Text
Application of Genetics and Genomics in Livestock Production
Buku ini merupakan pengantar yang sangat komprehensif mengenai evolusi teknologi genomik dalam peternakan. Ketersediaan sekuens genom untuk sebagian besar spesies ternak selama 15 tahun terakhir berpotensi merevolusi produksi ternak global. Data genomik ini memberdayakan produsen untuk menyelaraskan genetika hewan individu dengan iklim, sistem produksi, dan permintaan pasar yang berkembang pesat. Awalnya, teknologi seperti seleksi berbantuan penanda, genomik fungsional, transkriptomik, proteomik, dan metabolomik digembar-gemborkan sebagai pendorong paling menjanjikan dari transformasi ini. Namun, hingga saat ini, peran mereka terutama bersifat mendukung, memberikan bukti dasar daripada memberikan solusi praktis yang luas bagi petani.

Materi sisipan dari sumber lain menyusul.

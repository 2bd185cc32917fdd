//! # Rendering pipelines
//!
//! Two pipelines over the shared scene model:
//! - [`deferred`]: rasterizes meshes into G-buffer attachments, then
//!   accumulates point-light and ambient subpasses additively into the
//!   color target.
//! - [`marched`]: a full-screen pass that sphere-traces the metaball field
//!   per pixel and shades hits inline.
//!
//! Both feed the same lighting accumulator in [`shading`], so equivalent
//! surface attributes produce identical colors regardless of which
//! geometry evaluator produced them.

pub mod attachments;
pub mod deferred;
pub mod marched;
pub mod pass;
pub mod shading;
pub mod uniforms;

pub use attachments::{Attachment, GBuffer, RenderTarget};
pub use deferred::DeferredRenderer;
pub use marched::MarchedRenderer;
pub use pass::{PassSchedule, SubpassDesc, WriteOp};
pub use shading::SurfaceAttributes;

use thiserror::Error;

use crate::geometry::GeometryError;
use crate::scene::SceneError;

/// Errors raised while validating a subpass schedule at pipeline build
#[derive(Error, Debug, Clone, PartialEq, Eq)]
pub enum PipelineError {
    /// A subpass reads an attachment no earlier subpass has written
    #[error("subpass '{subpass}' reads attachment {attachment:?} before any subpass writes it")]
    ReadBeforeWrite {
        /// Name of the offending subpass
        subpass: &'static str,
        /// The attachment read too early
        attachment: attachments::Attachment,
    },

    /// A subpass reads an attachment it writes in the same subpass
    #[error("subpass '{subpass}' reads attachment {attachment:?} that it writes itself")]
    ReadWriteSameSubpass {
        /// Name of the offending subpass
        subpass: &'static str,
        /// The attachment both read and written
        attachment: attachments::Attachment,
    },

    /// Two subpasses replace-write the same attachment in one frame
    #[error("attachment {attachment:?} is replace-written by both '{first}' and '{second}'")]
    WriteConflict {
        /// The doubly-written attachment
        attachment: attachments::Attachment,
        /// The first writer
        first: &'static str,
        /// The second writer
        second: &'static str,
    },

    /// The render target dimensions are unusable
    #[error("render target dimensions must be non-zero, got {width}x{height}")]
    EmptyTarget {
        /// Requested width
        width: u32,
        /// Requested height
        height: u32,
    },
}

/// Errors raised while driving a renderer through a frame
#[derive(Error, Debug, Clone, PartialEq)]
pub enum RenderError {
    /// A frame operation was invoked out of subpass order
    #[error("'{operation}' called during the {stage} stage; {expected}")]
    OutOfOrder {
        /// The operation that was attempted
        operation: &'static str,
        /// The stage the renderer was actually in
        stage: &'static str,
        /// What the protocol expects instead
        expected: &'static str,
    },

    /// Scene data failed validation
    #[error(transparent)]
    Scene(#[from] SceneError),

    /// Geometry data failed validation
    #[error(transparent)]
    Geometry(#[from] GeometryError),

    /// The pipeline schedule failed validation
    #[error(transparent)]
    Pipeline(#[from] PipelineError),
}
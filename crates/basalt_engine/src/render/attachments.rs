//! G-buffer attachments and the final color target
//!
//! The geometry subpass writes four attribute planes (albedo, normal,
//! world position, specular parameters) plus depth; the lighting subpasses
//! read them and accumulate into the color target. Attachments are cleared
//! at frame start and never persist across frames. Pixel coverage is
//! implied by the depth plane: a pixel the geometry subpass never touched
//! still holds the far-plane clear value.

use bitflags::bitflags;

use crate::foundation::math::Vec3;
use crate::render::shading::SurfaceAttributes;

/// Identifies one attachment of the frame
#[derive(Debug, Clone, Copy, PartialEq, Eq, Hash)]
pub enum Attachment {
    /// Per-pixel albedo color
    Albedo,
    /// Per-pixel world-space normal (unnormalized as stored)
    Normal,
    /// Per-pixel world-space position
    Position,
    /// Per-pixel specular parameters (intensity, shininess)
    Specular,
    /// The final color target
    Color,
    /// Depth buffer
    Depth,
}

bitflags! {
    /// How a subpass touches an attachment
    #[derive(Debug, Clone, Copy, PartialEq, Eq)]
    pub struct AttachmentAccess: u8 {
        /// The subpass samples the attachment
        const READ = 0b01;
        /// The subpass stores to the attachment
        const WRITE = 0b10;
    }
}

/// Depth clear value; pixels still at this value were never covered
pub const DEPTH_CLEAR: f32 = 1.0;

/// The geometry subpass's output attachments
///
/// Written exclusively by the geometry subpass, read-only afterward within
/// the same frame.
#[derive(Debug, Clone)]
pub struct GBuffer {
    width: u32,
    height: u32,
    albedo: Vec<[f32; 4]>,
    normal: Vec<[f32; 4]>,
    position: Vec<[f32; 4]>,
    specular: Vec<[f32; 2]>,
    depth: Vec<f32>,
}

impl GBuffer {
    /// Allocate a G-buffer for the given dimensions
    pub fn new(width: u32, height: u32) -> Self {
        let len = width as usize * height as usize;
        Self {
            width,
            height,
            albedo: vec![[0.0, 0.0, 0.0, 1.0]; len],
            normal: vec![[0.0, 0.0, 0.0, 1.0]; len],
            position: vec![[0.0, 0.0, 0.0, 1.0]; len],
            specular: vec![[0.0, 0.0]; len],
            depth: vec![DEPTH_CLEAR; len],
        }
    }

    /// Width in pixels
    pub fn width(&self) -> u32 {
        self.width
    }

    /// Height in pixels
    pub fn height(&self) -> u32 {
        self.height
    }

    /// Reset every attachment to its clear value
    pub fn clear(&mut self) {
        self.albedo.fill([0.0, 0.0, 0.0, 1.0]);
        self.normal.fill([0.0, 0.0, 0.0, 1.0]);
        self.position.fill([0.0, 0.0, 0.0, 1.0]);
        self.specular.fill([0.0, 0.0]);
        self.depth.fill(DEPTH_CLEAR);
    }

    fn index(&self, x: u32, y: u32) -> usize {
        y as usize * self.width as usize + x as usize
    }

    /// The stored depth at a pixel
    pub fn depth_at(&self, x: u32, y: u32) -> f32 {
        self.depth[self.index(x, y)]
    }

    /// Depth-test a candidate fragment; stores and returns `true` if it is
    /// nearer than the current depth
    pub fn depth_test_and_store(&mut self, x: u32, y: u32, depth: f32) -> bool {
        let index = self.index(x, y);
        if depth < self.depth[index] {
            self.depth[index] = depth;
            true
        } else {
            false
        }
    }

    /// Store the full surface attribute set at a pixel
    pub fn store_surface(
        &mut self,
        x: u32,
        y: u32,
        albedo: &Vec3,
        normal: &Vec3,
        position: &Vec3,
        specular_intensity: f32,
        shininess: f32,
    ) {
        let index = self.index(x, y);
        self.albedo[index] = [albedo.x, albedo.y, albedo.z, 1.0];
        self.normal[index] = [normal.x, normal.y, normal.z, 0.0];
        self.position[index] = [position.x, position.y, position.z, 1.0];
        self.specular[index] = [specular_intensity, shininess];
    }

    /// Read back the surface attributes at a covered pixel
    ///
    /// Returns `None` where the geometry subpass wrote nothing (depth is
    /// still the clear value), so lighting skips the background.
    pub fn surface_at(&self, x: u32, y: u32) -> Option<SurfaceAttributes> {
        let index = self.index(x, y);
        if self.depth[index] >= DEPTH_CLEAR {
            return None;
        }
        let albedo = self.albedo[index];
        let normal = self.normal[index];
        let position = self.position[index];
        let [specular_intensity, shininess] = self.specular[index];
        Some(SurfaceAttributes {
            albedo: Vec3::new(albedo[0], albedo[1], albedo[2]),
            normal: Vec3::new(normal[0], normal[1], normal[2]),
            position: Vec3::new(position[0], position[1], position[2]),
            specular_intensity,
            shininess,
        })
    }

    /// Read the albedo attachment alone (the ambient subpass's only input)
    pub fn albedo_at(&self, x: u32, y: u32) -> Vec3 {
        let albedo = self.albedo[self.index(x, y)];
        Vec3::new(albedo[0], albedo[1], albedo[2])
    }
}

/// The final per-pixel RGBA color buffer
///
/// Alpha is fixed at 1.0. Values are linear and unclamped; lighting may
/// exceed [0, 1] and is clamped only at image export, which models the
/// display pipeline downstream of this core.
#[derive(Debug, Clone, PartialEq)]
pub struct RenderTarget {
    width: u32,
    height: u32,
    pixels: Vec<[f32; 4]>,
}

impl RenderTarget {
    /// Allocate a target for the given dimensions
    pub fn new(width: u32, height: u32) -> Self {
        Self {
            width,
            height,
            pixels: vec![[0.0, 0.0, 0.0, 1.0]; width as usize * height as usize],
        }
    }

    /// Width in pixels
    pub fn width(&self) -> u32 {
        self.width
    }

    /// Height in pixels
    pub fn height(&self) -> u32 {
        self.height
    }

    /// Fill the whole target with a color
    pub fn clear(&mut self, color: &Vec3) {
        self.pixels.fill([color.x, color.y, color.z, 1.0]);
    }

    fn index(&self, x: u32, y: u32) -> usize {
        y as usize * self.width as usize + x as usize
    }

    /// Overwrite the color at a pixel
    pub fn set(&mut self, x: u32, y: u32, color: &Vec3) {
        let index = self.index(x, y);
        self.pixels[index] = [color.x, color.y, color.z, 1.0];
    }

    /// Additively blend a contribution into a pixel
    ///
    /// Each lighting subpass's contribution sums into the final color
    /// rather than overwriting it.
    pub fn accumulate(&mut self, x: u32, y: u32, contribution: &Vec3) {
        let index = self.index(x, y);
        let [r, g, b, _] = self.pixels[index];
        self.pixels[index] = [
            r + contribution.x,
            g + contribution.y,
            b + contribution.z,
            1.0,
        ];
    }

    /// The color at a pixel
    pub fn pixel(&self, x: u32, y: u32) -> [f32; 4] {
        self.pixels[self.index(x, y)]
    }

    /// Export as 8-bit RGBA, clamping to [0, 1]
    pub fn to_rgba8(&self) -> Vec<u8> {
        let mut bytes = Vec::with_capacity(self.pixels.len() * 4);
        for pixel in &self.pixels {
            for channel in pixel {
                bytes.push((channel.clamp(0.0, 1.0) * 255.0).round() as u8);
            }
        }
        bytes
    }
}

Demikian pula, alat pengeditan gen seperti CRISPR-Cas9 menunjukkan potensi signifikan tetapi menghadapi hambatan regulasi yang substansial yang menunda penerapannya di lapangan. Sebaliknya, seleksi genomik telah muncul sebagai teknologi dengan dampak paling mendalam. Merayakan lebih dari dua dekade sejak konseptualisasinya oleh Meuwissen, Hayes, dan Goddard (2001), seleksi genomik telah berhasil diintegrasikan di seluruh peternakan, pemuliaan tanaman, dan kesehatan manusia. Terlepas dari keberhasilannya, metodologi ini menghadapi tantangan yang berkelanjutan, termasuk kelangkaan fenotipe esensial—terutama untuk sifat-sifat yang mahal atau kompleks—dan meningkatnya permintaan akan kapasitas komputasi yang lebih besar. Oleh karena itu, sudah saatnya untuk mengevaluasi dampak yang lebih luas dari teknologi genomik, mengidentifikasi baik tonggak sejarah yang telah dicapai maupun keterbatasan yang harus diatasi untuk memastikan aplikasi yang praktis dan siap masa depan bagi produsen ternak.